Hi, I am performing load testing on a 150 data node elasticsearch cluster (i3.2x AWS instances)
so the write thread pool size is 8 and queue size is 200.
I am indexing into ES using 20 ecs tasks and each ecs task is using 6 threads to ingest into es using bulk processor with concurrent bulk request #6 .
However, I see bulk rejections from many of the data nodes. and when i captured thread dump from one of the nodes, I see below stack trace for one of the threads in the write pool.

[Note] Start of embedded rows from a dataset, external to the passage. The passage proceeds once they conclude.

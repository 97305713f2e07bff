//! Timestamp parsing, flooring and fixed-cadence grids.
//!
//! All timestamps are timezone-naive (`NaiveDateTime`) and handled at
//! minute resolution once they enter the pipeline.

use chrono::{Duration, NaiveDate, NaiveDateTime, NaiveTime, Timelike};
use serde::{Deserialize, Serialize};

/// Formats tried, in order, when no explicit format is configured.
const TIMESTAMP_FORMATS: &[&str] = &[
    "%Y/%m/%d %H:%M:%S",
    "%Y-%m-%d %H:%M:%S",
    "%Y-%m-%d %H:%M:%S%.f",
    "%Y/%m/%d %H:%M:%S%.f",
    "%Y-%m-%dT%H:%M:%S",
    "%Y-%m-%dT%H:%M:%S%.f",
    "%Y/%m/%d %H:%M",
    "%Y-%m-%d %H:%M",
];

/// Date-only formats, interpreted as midnight.
const DATE_FORMATS: &[&str] = &["%Y-%m-%d", "%Y/%m/%d"];

/// Fixed time step used for grids and aggregation buckets.
#[derive(Debug, Clone, Copy, PartialEq, Eq, Serialize, Deserialize)]
#[serde(rename_all = "snake_case")]
pub enum Cadence {
    Minute,
    Hour,
    Day,
}

impl Cadence {
    /// Length of one step.
    pub fn step(self) -> Duration {
        match self {
            Cadence::Minute => Duration::minutes(1),
            Cadence::Hour => Duration::hours(1),
            Cadence::Day => Duration::days(1),
        }
    }

    /// Start of the bucket containing `ts`.
    pub fn floor(self, ts: NaiveDateTime) -> NaiveDateTime {
        match self {
            Cadence::Minute => floor_to_minute(ts),
            Cadence::Hour => ts
                .date()
                .and_time(NaiveTime::from_hms_opt(ts.hour(), 0, 0).unwrap_or(NaiveTime::MIN)),
            Cadence::Day => ts.date().and_time(NaiveTime::MIN),
        }
    }
}

impl std::str::FromStr for Cadence {
    type Err = String;

    fn from_str(s: &str) -> Result<Self, Self::Err> {
        match s.to_ascii_lowercase().as_str() {
            "min" | "minute" => Ok(Cadence::Minute),
            "h" | "hour" => Ok(Cadence::Hour),
            "d" | "day" => Ok(Cadence::Day),
            other => Err(format!("unknown cadence '{}', expected minute, hour or day", other)),
        }
    }
}

/// Drop seconds and sub-second precision.
#[inline]
pub fn floor_to_minute(ts: NaiveDateTime) -> NaiveDateTime {
    ts.with_second(0)
        .and_then(|t| t.with_nanosecond(0))
        .unwrap_or(ts)
}

/// Parse a timestamp cell.
///
/// When `format` is given only that format is tried; otherwise the common
/// logger export formats are attempted in turn, followed by date-only forms.
pub fn parse_timestamp(raw: &str, format: Option<&str>) -> Option<NaiveDateTime> {
    let raw = raw.trim();
    if raw.is_empty() {
        return None;
    }

    if let Some(fmt) = format {
        return NaiveDateTime::parse_from_str(raw, fmt)
            .ok()
            .or_else(|| NaiveDate::parse_from_str(raw, fmt).ok().map(|d| d.and_time(NaiveTime::MIN)));
    }

    TIMESTAMP_FORMATS
        .iter()
        .find_map(|fmt| NaiveDateTime::parse_from_str(raw, fmt).ok())
        .or_else(|| {
            DATE_FORMATS
                .iter()
                .find_map(|fmt| NaiveDate::parse_from_str(raw, fmt).ok())
                .map(|d| d.and_time(NaiveTime::MIN))
        })
}

/// Parse the inclusive end of a time window.
///
/// A date-only value covers that whole day, so `2025-02-20` ends at the
/// last instant before `2025-02-21 00:00`.
pub fn parse_range_end(raw: &str) -> Option<NaiveDateTime> {
    let trimmed = raw.trim();
    let date_only = DATE_FORMATS
        .iter()
        .find_map(|fmt| NaiveDate::parse_from_str(trimmed, fmt).ok());
    match date_only {
        Some(date) => date.and_hms_nano_opt(23, 59, 59, 999_999_999),
        None => parse_timestamp(trimmed, None),
    }
}

/// Regular grid from `start` to `end` inclusive at the given step.
///
/// Strictly increasing with a constant step. Returns an empty grid when
/// `end < start` or the step is not positive.
pub fn regular_grid(start: NaiveDateTime, end: NaiveDateTime, step: Duration) -> Vec<NaiveDateTime> {
    if end < start || step <= Duration::zero() {
        return Vec::new();
    }

    let span = (end - start).num_seconds();
    let step_secs = step.num_seconds().max(1);
    let count = (span / step_secs) as usize + 1;

    let mut grid = Vec::with_capacity(count);
    let mut current = start;
    while current <= end {
        grid.push(current);
        current += step;
    }
    grid
}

java.lang.Thread.State: BLOCKED (on object monitor)
at org.elasticsearch.index.translog.TranslogWriter.add(TranslogWriter.java:171)
- waiting to lock <0x000000060393e258> (a org.elasticsearch.index.translog.TranslogWriter)
at org.elasticsearch.index.translog.Translog.add(Translog.java:544)
at org.elasticsearch.index.engine.InternalEngine.index(InternalEngine.java:957)
at org.elasticsearch.index.shard.IndexShard.index(IndexShard.java:815)
at org.elasticsearch.index.shard.IndexShard.applyIndexOperation(IndexShard.java:787)
at org.elasticsearch.index.shard.IndexShard.applyIndexOperationOnPrimary(IndexShard.java:744)
at org.elasticsearch.action.bulk.TransportShardBulkAction.executeBulkItemRequest(TransportShardBulkAction.java:267)
at org.elasticsearch.action.bulk.TransportShardBulkAction$2.doRun(TransportShardBulkAction.java:157)
at org.elasticsearch.common.util.concurrent.AbstractRunnable.run(AbstractRunnable.java:37)
at org.elasticsearch.action.bulk.TransportShardBulkAction.performOnPrimary(TransportShardBulkAction.java:202)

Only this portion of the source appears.